[Rt-commit] rt branch, 4.0/decode-entities-before-indexing, created. rt-4.0.22-21-g9ced882

Mon Dec 15 14:54:48 EST 2014

The branch, 4.0/decode-entities-before-indexing has been created
        at  9ced88246f8ff368e0877c454fb70b81b654d673 (commit)

- Log -----------------------------------------------------------------
commit 9ced88246f8ff368e0877c454fb70b81b654d673
Author: Kevin Falcone <falcone at bestpractical.com>
Date:   Thu Nov 20 16:58:22 2014 -0500

    Our rich text editor produces entities for indexed characters
    
    Postgres is completely capable of searching for cherché but the rich
    text editor produced cherché and so we handed that to Pg and it
    stored 'cherch' which won't match later.
    
    This causes us to pass the actual word to Pg to be tokenized and stored
    improving the odds that a later search will find it.
    
    Since RT generates text/plain outgoing mail parts and those parts
    generally contained the decoded word, this may have been hiding this
    failure (the search would find the outgoing mail message rather than
    the reply itself, but would still match the ticket).
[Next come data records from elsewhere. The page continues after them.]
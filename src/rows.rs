//! Row cursor over a native row stream.

use std::sync::Arc;

use crate::catalog::TypeCatalog;
use crate::decode::{DecodeRegistry, Decoder};
use crate::error::{Error, Result};
use crate::native::RowStream;
use crate::sql;
use crate::value::{ScanType, Value};
use crate::wire::{FieldDescription, FormatCode, oid};

/// Size of the length header counted in varlena type modifiers.
const VAR_HEADER_SIZE: i32 = 4;

/// Decode plan for one column.
#[derive(Debug, Clone, Copy)]
struct ColumnPlan {
    decoder: Decoder,
    /// Format the server used for this column in this result.
    format: FormatCode,
}

/// Cursor state.
#[derive(Debug)]
enum Plan {
    /// No row decoded yet.
    Unbound,
    /// One decoder per column, chosen on the first row.
    Bound(Vec<ColumnPlan>),
}

/// Rows of one query.
///
/// Created with the first row already fetched, so column metadata is
/// available before the caller asks for any row.
pub struct Rows<R> {
    stream: R,
    catalog: Arc<TypeCatalog>,
    registry: &'static DecodeRegistry,
    columns: Vec<String>,
    /// Result of the fetch done at query time, consumed by the first `next`.
    prefetched: Option<bool>,
    plan: Plan,
    closed: bool,
}

impl<R: RowStream> Rows<R> {
    /// Wrap a stream that has already been advanced once, returning `more`.
    pub(crate) fn new(stream: R, catalog: Arc<TypeCatalog>, more: bool) -> Self {
        let columns = stream
            .field_descriptions()
            .iter()
            .map(|field| field.name.clone())
            .collect();
        Self {
            stream,
            catalog,
            registry: DecodeRegistry::builtin(),
            columns,
            prefetched: Some(more),
            plan: Plan::Unbound,
            closed: false,
        }
    }

    fn field(&self, index: usize) -> Option<&FieldDescription> {
        self.stream.field_descriptions().get(index)
    }

    fn bind(&mut self) {
        if let Plan::Unbound = self.plan {
            let columns = self
                .stream
                .field_descriptions()
                .iter()
                .map(|field| ColumnPlan {
                    decoder: *self.registry.get(field.type_oid),
                    format: field.format,
                })
                .collect();
            self.plan = Plan::Bound(columns);
        }
    }
}

impl<R: RowStream> sql::Rows for Rows<R> {
    fn columns(&self) -> &[String] {
        &self.columns
    }

    fn next(&mut self, dest: &mut [Value]) -> Result<bool> {
        if self.closed {
            return Ok(false);
        }
        if dest.len() < self.columns.len() {
            return Err(Error::InvalidUsage(format!(
                "expected {} destination slots, got {}",
                self.columns.len(),
                dest.len()
            )));
        }
        let more = match self.prefetched.take() {
            Some(more) => more,
            None => self.stream.advance()?,
        };
        if !more {
            return Ok(false);
        }

        self.bind();
        if let Plan::Bound(columns) = &self.plan {
            for (index, (column, slot)) in columns.iter().zip(dest.iter_mut()).enumerate() {
                *slot = column
                    .decoder
                    .decode(column.format, self.stream.raw_value(index))
                    .map_err(|e| Error::scan_field(index, e))?;
            }
        }
        Ok(true)
    }

    fn close(&mut self) -> Result<()> {
        if !self.closed {
            self.closed = true;
            self.stream.close();
        }
        Ok(())
    }

    fn column_type_database_type_name(&self, index: usize) -> Option<String> {
        let field = self.field(index)?;
        self.catalog
            .name(field.type_oid)
            .map(|name| name.to_uppercase())
    }

    fn column_type_length(&self, index: usize) -> Option<i64> {
        let field = self.field(index)?;
        match field.type_oid {
            oid::TEXT | oid::BYTEA => Some(i64::MAX),
            oid::VARCHAR | oid::BPCHAR_ARRAY => {
                Some(i64::from(field.type_modifier) - i64::from(VAR_HEADER_SIZE))
            }
            _ => None,
        }
    }

    fn column_type_precision_scale(&self, index: usize) -> Option<(i64, i64)> {
        let field = self.field(index)?;
        if field.type_oid != oid::NUMERIC || field.type_modifier < VAR_HEADER_SIZE {
            return None;
        }
        let modifier = field.type_modifier - VAR_HEADER_SIZE;
        let precision = (modifier >> 16) & 0xffff;
        let scale = modifier & 0xffff;
        Some((i64::from(precision), i64::from(scale)))
    }

    fn column_type_scan_type(&self, index: usize) -> ScanType {
        let Some(field) = self.field(index) else {
            return ScanType::Any;
        };
        match field.type_oid {
            oid::FLOAT8 => ScanType::Float64,
            oid::FLOAT4 => ScanType::Float32,
            oid::INT8 => ScanType::Int64,
            oid::INT4 => ScanType::Int32,
            oid::INT2 => ScanType::Int16,
            oid::VARCHAR | oid::BPCHAR_ARRAY | oid::TEXT => ScanType::String,
            oid::BOOL => ScanType::Bool,
            oid::NUMERIC => ScanType::Float64,
            oid::DATE | oid::TIMESTAMP | oid::TIMESTAMPTZ => ScanType::Timestamp,
            oid::BYTEA => ScanType::Bytes,
            _ => ScanType::Any,
        }
    }
}
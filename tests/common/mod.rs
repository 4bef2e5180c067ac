//! Scripted in-memory native session for integration tests.
#![allow(dead_code)]

use std::collections::VecDeque;
use std::sync::atomic::{AtomicUsize, Ordering};
use std::sync::{Arc, Mutex, MutexGuard};

use zero_postgres_stdlib::catalog::TypeCatalog;
use zero_postgres_stdlib::native::{
    Args, CommandTag, Connect, ResultFormats, RowStream, Session, StatementDescription, TxOptions,
};
use zero_postgres_stdlib::sql::{self, ExecResult};
use zero_postgres_stdlib::value::NamedValue;
use zero_postgres_stdlib::{
    Config, Context, Error, FieldDescription, FormatCode, Oid, Result, TransactionStatus, Value,
};

/// Raw column bytes; `None` is NULL.
pub type Raw = Option<Vec<u8>>;

pub fn field(name: &str, oid: Oid, format: FormatCode) -> FieldDescription {
    FieldDescription::new(name, oid, format)
}

pub fn text(s: &str) -> Raw {
    Some(s.as_bytes().to_vec())
}

pub fn binary(bytes: &[u8]) -> Raw {
    Some(bytes.to_vec())
}

pub fn not_sent() -> Error {
    Error::NotSent(Box::new(Error::Io(std::io::Error::new(
        std::io::ErrorKind::BrokenPipe,
        "broken pipe",
    ))))
}

pub fn args<V: Into<Value>>(values: impl IntoIterator<Item = V>) -> Vec<NamedValue> {
    NamedValue::positional(values)
}

/// One scripted query result.
pub struct MockResult {
    pub fields: Vec<FieldDescription>,
    pub rows: Vec<Vec<Raw>>,
    /// Returned by `advance` after the last row.
    pub error: Option<Error>,
}

impl MockResult {
    pub fn new(fields: Vec<FieldDescription>) -> Self {
        Self {
            fields,
            rows: Vec::new(),
            error: None,
        }
    }

    pub fn row(mut self, values: Vec<Raw>) -> Self {
        self.rows.push(values);
        self
    }

    pub fn fail_at_end(mut self, error: Error) -> Self {
        self.error = Some(error);
        self
    }
}

/// Observable and scriptable state of one session.
pub struct MockState {
    pub config: Config,
    pub closed: bool,
    pub busy: bool,
    pub tx_status: TransactionStatus,
    pub calls: Vec<String>,
    pub exec_results: VecDeque<Result<CommandTag>>,
    pub query_results: VecDeque<Result<MockResult>>,
    pub last_args: Vec<Option<Value>>,
    pub last_formats: Option<ResultFormats>,
    pub advances: usize,
    pub rows_closed: usize,
    pub close_error: Option<Error>,
}

impl MockState {
    fn new(config: Config) -> Self {
        Self {
            config,
            closed: false,
            busy: false,
            tx_status: TransactionStatus::Idle,
            calls: Vec::new(),
            exec_results: VecDeque::new(),
            query_results: VecDeque::new(),
            last_args: Vec::new(),
            last_formats: None,
            advances: 0,
            rows_closed: 0,
            close_error: None,
        }
    }

    pub fn called(&self, prefix: &str) -> bool {
        self.calls.iter().any(|c| c.starts_with(prefix))
    }
}

pub type SharedState = Arc<Mutex<MockState>>;

pub fn state(shared: &SharedState) -> MutexGuard<'_, MockState> {
    shared.lock().unwrap()
}

pub struct MockSession {
    state: SharedState,
    catalog: Arc<TypeCatalog>,
}

impl MockSession {
    pub fn state(&self) -> MutexGuard<'_, MockState> {
        self.state.lock().unwrap()
    }
}

impl Session for MockSession {
    type Rows = MockRows;

    fn is_closed(&self) -> bool {
        self.state().closed
    }

    fn is_busy(&self) -> bool {
        self.state().busy
    }

    fn transaction_status(&self) -> TransactionStatus {
        self.state().tx_status
    }

    fn catalog(&self) -> Arc<TypeCatalog> {
        Arc::clone(&self.catalog)
    }

    fn prepare(&mut self, _ctx: &Context, name: &str, query: &str) -> Result<StatementDescription> {
        self.state().calls.push(format!("prepare {} {}", name, query));
        let params = query.matches('$').count();
        Ok(StatementDescription {
            name: name.to_string(),
            query: query.to_string(),
            param_oids: vec![zero_postgres_stdlib::wire::oid::INT4; params],
            fields: Vec::new(),
        })
    }

    fn deallocate(&mut self, _ctx: &Context, name: &str) -> Result<()> {
        self.state().calls.push(format!("deallocate {}", name));
        Ok(())
    }

    fn exec(&mut self, ctx: &Context, query: &str, args: &Args) -> Result<CommandTag> {
        ctx.check()?;
        let mut state = self.state();
        state.calls.push(format!("exec {}", query));
        state.last_args = args.to_vec();
        state
            .exec_results
            .pop_front()
            .unwrap_or_else(|| Ok(CommandTag("SELECT 0".into())))
    }

    fn query(
        &mut self,
        ctx: &Context,
        query: &str,
        formats: &ResultFormats,
        args: &Args,
    ) -> Result<MockRows> {
        ctx.check()?;
        let mut state = self.state();
        state.calls.push(format!("query {}", query));
        state.last_args = args.to_vec();
        state.last_formats = Some(formats.clone());
        let result = state
            .query_results
            .pop_front()
            .unwrap_or_else(|| Ok(MockResult::new(Vec::new())))?;
        Ok(MockRows {
            state: Arc::clone(&self.state),
            fields: result.fields,
            rows: result.rows.into(),
            current: Vec::new(),
            error: result.error,
            started: false,
        })
    }

    fn begin(&mut self, _ctx: &Context, opts: &TxOptions) -> Result<()> {
        let mut state = self.state();
        state.calls.push(opts.begin_sql());
        state.tx_status = TransactionStatus::InTransaction;
        Ok(())
    }

    fn commit(&mut self, _ctx: &Context) -> Result<()> {
        let mut state = self.state();
        state.calls.push("commit".into());
        state.tx_status = TransactionStatus::Idle;
        Ok(())
    }

    fn rollback(&mut self, _ctx: &Context) -> Result<()> {
        let mut state = self.state();
        state.calls.push("rollback".into());
        state.tx_status = TransactionStatus::Idle;
        Ok(())
    }

    fn ping(&mut self, _ctx: &Context) -> Result<()> {
        self.state().calls.push("ping".into());
        Ok(())
    }

    fn close(&mut self, _ctx: &Context) -> Result<()> {
        let mut state = self.state();
        state.calls.push("close".into());
        state.closed = true;
        state.busy = false;
        state.close_error.take().map_or(Ok(()), Err)
    }
}

/// Rows of a scripted result. Field descriptions appear after the first
/// `advance`, like a real extended-protocol stream.
pub struct MockRows {
    state: SharedState,
    fields: Vec<FieldDescription>,
    rows: VecDeque<Vec<Raw>>,
    current: Vec<Raw>,
    error: Option<Error>,
    started: bool,
}

impl RowStream for MockRows {
    fn field_descriptions(&self) -> &[FieldDescription] {
        if self.started { &self.fields } else { &[] }
    }

    fn advance(&mut self) -> Result<bool> {
        self.started = true;
        self.state.lock().unwrap().advances += 1;
        if let Some(row) = self.rows.pop_front() {
            self.current = row;
            return Ok(true);
        }
        self.current.clear();
        match self.error.take() {
            Some(e) => Err(e),
            None => Ok(false),
        }
    }

    fn raw_value(&self, index: usize) -> Option<&[u8]> {
        self.current.get(index).and_then(|v| v.as_deref())
    }

    fn close(&mut self) {
        self.state.lock().unwrap().rows_closed += 1;
    }
}

type Setup = Arc<dyn Fn(&mut MockState) + Send + Sync>;

/// Opens [`MockSession`]s and keeps a handle to each one's state.
#[derive(Clone)]
pub struct MockConnect {
    sessions: Arc<Mutex<Vec<SharedState>>>,
    setup: Setup,
    catalog: Arc<TypeCatalog>,
}

impl MockConnect {
    pub fn new() -> Self {
        Self::with_setup(|_| {})
    }

    /// Run `setup` on every new session before it is returned.
    pub fn with_setup(setup: impl Fn(&mut MockState) + Send + Sync + 'static) -> Self {
        Self {
            sessions: Arc::new(Mutex::new(Vec::new())),
            setup: Arc::new(setup),
            catalog: Arc::new(TypeCatalog::default()),
        }
    }

    pub fn connects(&self) -> usize {
        self.sessions.lock().unwrap().len()
    }

    pub fn session(&self, index: usize) -> SharedState {
        Arc::clone(&self.sessions.lock().unwrap()[index])
    }

    pub fn last_session(&self) -> SharedState {
        let sessions = self.sessions.lock().unwrap();
        Arc::clone(sessions.last().unwrap())
    }
}

impl Connect for MockConnect {
    type Session = MockSession;

    fn connect(&self, ctx: &Context, config: &Config) -> Result<MockSession> {
        ctx.check()?;
        let mut state = MockState::new(config.clone());
        (self.setup)(&mut state);
        let state = Arc::new(Mutex::new(state));
        self.sessions.lock().unwrap().push(Arc::clone(&state));
        Ok(MockSession {
            state,
            catalog: Arc::clone(&self.catalog),
        })
    }
}

/// A generic connection from some other driver.
pub struct ForeignConn {
    pub rollbacks: Arc<AtomicUsize>,
}

struct ForeignTx {
    rollbacks: Arc<AtomicUsize>,
}

impl sql::Tx for ForeignTx {
    fn commit(self: Box<Self>) -> Result<()> {
        Ok(())
    }

    fn rollback(self: Box<Self>) -> Result<()> {
        self.rollbacks.fetch_add(1, Ordering::SeqCst);
        Ok(())
    }
}

impl sql::Conn for ForeignConn {
    fn prepare(&mut self, _ctx: &Context, _query: &str) -> Result<Box<dyn sql::Stmt>> {
        Err(Error::Unsupported("foreign".into()))
    }

    fn begin(&mut self, _ctx: &Context, _opts: &sql::TxOptions) -> Result<Box<dyn sql::Tx>> {
        Ok(Box::new(ForeignTx {
            rollbacks: Arc::clone(&self.rollbacks),
        }))
    }

    fn exec(&mut self, _ctx: &Context, _query: &str, _args: &[NamedValue]) -> Result<ExecResult> {
        Ok(ExecResult::default())
    }

    fn query(
        &mut self,
        _ctx: &Context,
        _query: &str,
        _args: &[NamedValue],
    ) -> Result<Box<dyn sql::Rows>> {
        Err(Error::Unsupported("foreign".into()))
    }

    fn ping(&mut self, _ctx: &Context) -> Result<()> {
        Ok(())
    }

    fn close(&mut self) -> Result<()> {
        Ok(())
    }
}

pub struct ForeignConnector {
    pub rollbacks: Arc<AtomicUsize>,
}

impl sql::Connector for ForeignConnector {
    fn connect(&self, _ctx: &Context) -> Result<Box<dyn sql::Conn>> {
        Ok(Box::new(ForeignConn {
            rollbacks: Arc::clone(&self.rollbacks),
        }))
    }
}
//! Error types for zero-postgres-stdlib.

use thiserror::Error;

use crate::sql::IsolationLevel;

/// Result type for zero-postgres-stdlib operations.
pub type Result<T> = core::result::Result<T, Error>;

/// PostgreSQL error/notice field types.
#[derive(Debug, Clone, Default)]
pub struct ErrorFields {
    /// Severity: ERROR, FATAL, PANIC, WARNING, NOTICE, DEBUG, INFO, LOG
    pub severity: Option<String>,
    /// SQLSTATE error code (5 characters)
    pub code: Option<String>,
    /// Primary error message
    pub message: Option<String>,
    /// Detailed error explanation
    pub detail: Option<String>,
    /// Suggestion for fixing the error
    pub hint: Option<String>,
    /// Cursor position in query string (1-based)
    pub position: Option<u32>,
    /// Table name
    pub table: Option<String>,
    /// Column name
    pub column: Option<String>,
    /// Constraint name
    pub constraint: Option<String>,
}

impl std::fmt::Display for ErrorFields {
    fn fmt(&self, f: &mut std::fmt::Formatter<'_>) -> std::fmt::Result {
        if let Some(severity) = &self.severity {
            write!(f, "{}: ", severity)?;
        }
        if let Some(message) = &self.message {
            write!(f, "{}", message)?;
        }
        if let Some(code) = &self.code {
            write!(f, " (SQLSTATE {})", code)?;
        }
        if let Some(detail) = &self.detail {
            write!(f, "\nDETAIL: {}", detail)?;
        }
        if let Some(hint) = &self.hint {
            write!(f, "\nHINT: {}", hint)?;
        }
        Ok(())
    }
}

/// Error type for zero-postgres-stdlib.
#[derive(Debug, Error)]
pub enum Error {
    /// The physical connection is unusable; the pool must discard it and retry
    /// on a fresh one.
    #[error("driver: bad connection")]
    BadConn,

    /// Server error response
    #[error("PostgreSQL error: {0}")]
    Server(ErrorFields),

    /// Protocol error (malformed message, unexpected response, etc.)
    #[error("Protocol error: {0}")]
    Protocol(String),

    /// I/O error
    #[error("I/O error: {0}")]
    Io(#[from] std::io::Error),

    /// The request failed before any byte of it reached the server.
    #[error("request not sent: {0}")]
    NotSent(Box<Error>),

    /// The caller's deadline passed.
    #[error("context deadline exceeded")]
    Timeout,

    /// The caller cancelled the operation.
    #[error("context canceled")]
    Cancelled,

    /// Connection is broken and cannot be reused
    #[error("Connection is broken")]
    ConnectionBroken,

    /// Value decoding failed
    #[error("Decode error: {0}")]
    Decode(String),

    /// Decoding column `index` of the current row failed.
    #[error("scan field {index} failed: {source}")]
    ScanField {
        index: usize,
        #[source]
        source: Box<Error>,
    },

    /// The requested isolation level has no native equivalent.
    #[error("unsupported isolation: {0}")]
    UnsupportedIsolation(IsolationLevel),

    /// A session borrow was attempted on a connection that is not backed by
    /// this driver.
    #[error("not a zero-postgres-stdlib connection pool")]
    NotThisDriver,

    /// A session was released that is not currently borrowed.
    #[error("can't release session that is not acquired")]
    NotAcquired,

    /// Entry point that is intentionally not implemented.
    #[error("{0} deprecated and not implemented")]
    Deprecated(&'static str),

    /// Invalid usage (e.g., wrong destination length)
    #[error("Invalid usage: {0}")]
    InvalidUsage(String),

    /// Connection string or configuration could not be parsed
    #[error("Invalid config: {0}")]
    Config(String),

    /// Unsupported feature
    #[error("Unsupported: {0}")]
    Unsupported(String),

    /// The post-connect hook rejected a new session.
    #[error("after connect hook failed: {0}")]
    Hook(Box<Error>),
}

impl Error {
    /// Returns true if this is the bad-connection signal.
    pub fn is_bad_conn(&self) -> bool {
        matches!(self, Error::BadConn)
    }

    /// Returns true if the failed request never reached the server, so sending
    /// it again on another connection cannot apply it twice.
    pub fn safe_to_retry(&self) -> bool {
        matches!(self, Error::NotSent(_))
    }

    /// Returns true if the error indicates the connection is broken and cannot be reused.
    pub fn is_connection_broken(&self) -> bool {
        match self {
            Error::Io(_) | Error::ConnectionBroken | Error::BadConn | Error::NotSent(_) => true,
            Error::Server(fields) => {
                // FATAL and PANIC errors indicate connection is broken
                matches!(
                    fields.severity.as_deref(),
                    Some("FATAL") | Some("PANIC")
                )
            }
            _ => false,
        }
    }

    /// Get the SQLSTATE code if this is a server error.
    pub fn sqlstate(&self) -> Option<&str> {
        match self {
            Error::Server(fields) => fields.code.as_deref(),
            _ => None,
        }
    }

    pub(crate) fn scan_field(index: usize, source: Error) -> Self {
        Error::ScanField {
            index,
            source: Box::new(source),
        }
    }
}

impl<T> From<std::sync::PoisonError<T>> for Error {
    fn from(_: std::sync::PoisonError<T>) -> Self {
        Error::ConnectionBroken
    }
}
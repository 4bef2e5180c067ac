//! Driver and connectors: open native sessions as generic connections.

use std::collections::HashMap;
use std::fmt;
use std::sync::{Arc, Mutex, MutexGuard, PoisonError};
use std::time::Duration;

use tracing::debug;

use crate::borrow::BorrowRegistry;
use crate::config::Config;
use crate::conn::Conn;
use crate::context::Context;
use crate::error::{Error, Result};
use crate::native::{Connect, Session};
use crate::session::SessionHandle;
use crate::sql::{self, Db};

/// Overall bound on [`sql::Driver::open`].
const OPEN_TIMEOUT: Duration = Duration::from_secs(60);

/// Prefix of the names handed out by [`Driver::register_config`].
const REGISTERED_PREFIX: &str = "registeredConnConfig";

/// Hook run once on every newly established session.
pub type AfterConnect<S> = Arc<dyn Fn(&Context, &mut S) -> Result<()> + Send + Sync>;

#[derive(Default)]
struct ConfigTable {
    next: u64,
    configs: HashMap<String, Config>,
}

struct Inner<C> {
    connect: C,
    configs: Mutex<ConfigTable>,
    borrowed: BorrowRegistry,
}

/// Opens native sessions for the generic interface.
///
/// Construct one per process and pass clones around; clones share the
/// registered configurations and the borrowed sessions.
pub struct Driver<C> {
    inner: Arc<Inner<C>>,
}

impl<C> Clone for Driver<C> {
    fn clone(&self) -> Self {
        Self {
            inner: Arc::clone(&self.inner),
        }
    }
}

impl<C> fmt::Debug for Driver<C> {
    fn fmt(&self, f: &mut fmt::Formatter<'_>) -> fmt::Result {
        f.debug_struct("Driver").finish_non_exhaustive()
    }
}

impl<C: Connect> Driver<C> {
    pub fn new(connect: C) -> Self {
        Self {
            inner: Arc::new(Inner {
                connect,
                configs: Mutex::new(ConfigTable::default()),
                borrowed: BorrowRegistry::default(),
            }),
        }
    }

    fn configs(&self) -> MutexGuard<'_, ConfigTable> {
        self.inner
            .configs
            .lock()
            .unwrap_or_else(PoisonError::into_inner)
    }

    /// Store `config` and return a name that opens it.
    ///
    /// Every call returns a new name, even for identical configurations.
    pub fn register_config(&self, config: Config) -> String {
        let mut table = self.configs();
        let name = format!("{}{}", REGISTERED_PREFIX, table.next);
        table.next += 1;
        table.configs.insert(name.clone(), config);
        name
    }

    /// Forget a registered configuration. Opening `name` afterwards parses
    /// it as a connection string.
    pub fn unregister_config(&self, name: &str) {
        self.configs().configs.remove(name);
    }

    /// A connector that opens sessions from `config` directly.
    pub fn connector(&self, config: Config) -> ConfigConnector<C> {
        ConfigConnector {
            driver: self.clone(),
            config,
            after_connect: None,
        }
    }

    /// Borrow the native session behind one of `db`'s connections.
    ///
    /// The connection stays checked out of `db` until
    /// [`release_session`](Self::release_session).
    pub fn acquire_session(&self, db: &Arc<Db>) -> Result<SessionHandle<C::Session>> {
        self.inner.borrowed.acquire(db)
    }

    /// Return a session obtained from [`acquire_session`](Self::acquire_session)
    /// on the same `db`.
    pub fn release_session(&self, db: &Db, session: &SessionHandle<C::Session>) -> Result<()> {
        self.inner.borrowed.release(db, session)
    }

    /// Number of sessions currently borrowed.
    pub fn borrowed_count(&self) -> usize {
        self.inner.borrowed.len()
    }

    /// A registered configuration, or `name` parsed as a connection string.
    fn resolve(&self, name: &str) -> Result<Config> {
        if let Some(config) = self.configs().configs.get(name) {
            return Ok(config.clone());
        }
        Config::parse(name)
    }

    fn connect(
        &self,
        ctx: &Context,
        config: &Config,
        after_connect: Option<&AfterConnect<C::Session>>,
    ) -> Result<Conn<C::Session>> {
        ctx.check()?;
        let ctx = match config.connect_timeout {
            Some(timeout) => ctx.child_with_timeout(timeout),
            None => ctx.clone(),
        };

        let mut session = self.inner.connect.connect(&ctx, config)?;
        debug!("connected to {}:{}", config.host, config.port);

        if let Some(hook) = after_connect
            && let Err(e) = hook(&ctx, &mut session)
        {
            if let Err(close_err) = session.close(&ctx) {
                debug!("closing session after failed hook: {}", close_err);
            }
            return Err(Error::Hook(Box::new(e)));
        }

        Ok(Conn::new(session))
    }
}

impl<C: Connect> sql::Driver for Driver<C> {
    fn open(&self, name: &str) -> Result<Box<dyn sql::Conn>> {
        let ctx = Context::with_timeout(OPEN_TIMEOUT);
        self.open_connector(name)?.connect(&ctx)
    }

    fn open_connector(&self, name: &str) -> Result<Box<dyn sql::Connector>> {
        Ok(Box::new(NamedConnector {
            driver: self.clone(),
            name: name.to_string(),
        }))
    }
}

/// Connector for a name: a registered configuration key or a connection
/// string. The name is resolved on every connect.
pub struct NamedConnector<C> {
    driver: Driver<C>,
    name: String,
}

impl<C: Connect> sql::Connector for NamedConnector<C> {
    fn connect(&self, ctx: &Context) -> Result<Box<dyn sql::Conn>> {
        let config = self.driver.resolve(&self.name)?;
        Ok(Box::new(self.driver.connect(ctx, &config, None)?))
    }
}

/// Connector for a fixed [`Config`].
pub struct ConfigConnector<C: Connect> {
    driver: Driver<C>,
    config: Config,
    after_connect: Option<AfterConnect<C::Session>>,
}

impl<C: Connect> ConfigConnector<C> {
    /// Run `hook` on every new session before it is used. A hook error
    /// closes the session and fails the connect.
    pub fn after_connect<F>(mut self, hook: F) -> Self
    where
        F: Fn(&Context, &mut C::Session) -> Result<()> + Send + Sync + 'static,
    {
        self.after_connect = Some(Arc::new(hook));
        self
    }

    /// A pool over this connector.
    pub fn into_db(self, options: sql::DbOptions) -> Arc<Db> {
        Db::new(Box::new(self), options)
    }
}

impl<C: Connect> sql::Connector for ConfigConnector<C> {
    fn connect(&self, ctx: &Context) -> Result<Box<dyn sql::Conn>> {
        Ok(Box::new(self.driver.connect(
            ctx,
            &self.config,
            self.after_connect.as_ref(),
        )?))
    }
}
diff --git a/sbin/rt-fulltext-indexer.in b/sbin/rt-fulltext-indexer.in
index b90d8da..1045a92 100644
--- a/sbin/rt-fulltext-indexer.in
+++ b/sbin/rt-fulltext-indexer.in
@@ -435,7 +435,10 @@ sub extract_html {
     my $attachment = shift;
     my $text = $attachment->Content;
     return undef unless defined $text && length($text);
-# TODO: html -> text
+# the rich text editor generates html entities for characters
+# but Pg doesn't index them, so decode to something it can index.
+    require HTML::Entities;
+    HTML::Entities::decode_entities($text);
     return \$text;
 }
 

-----------------------------------------------------------------------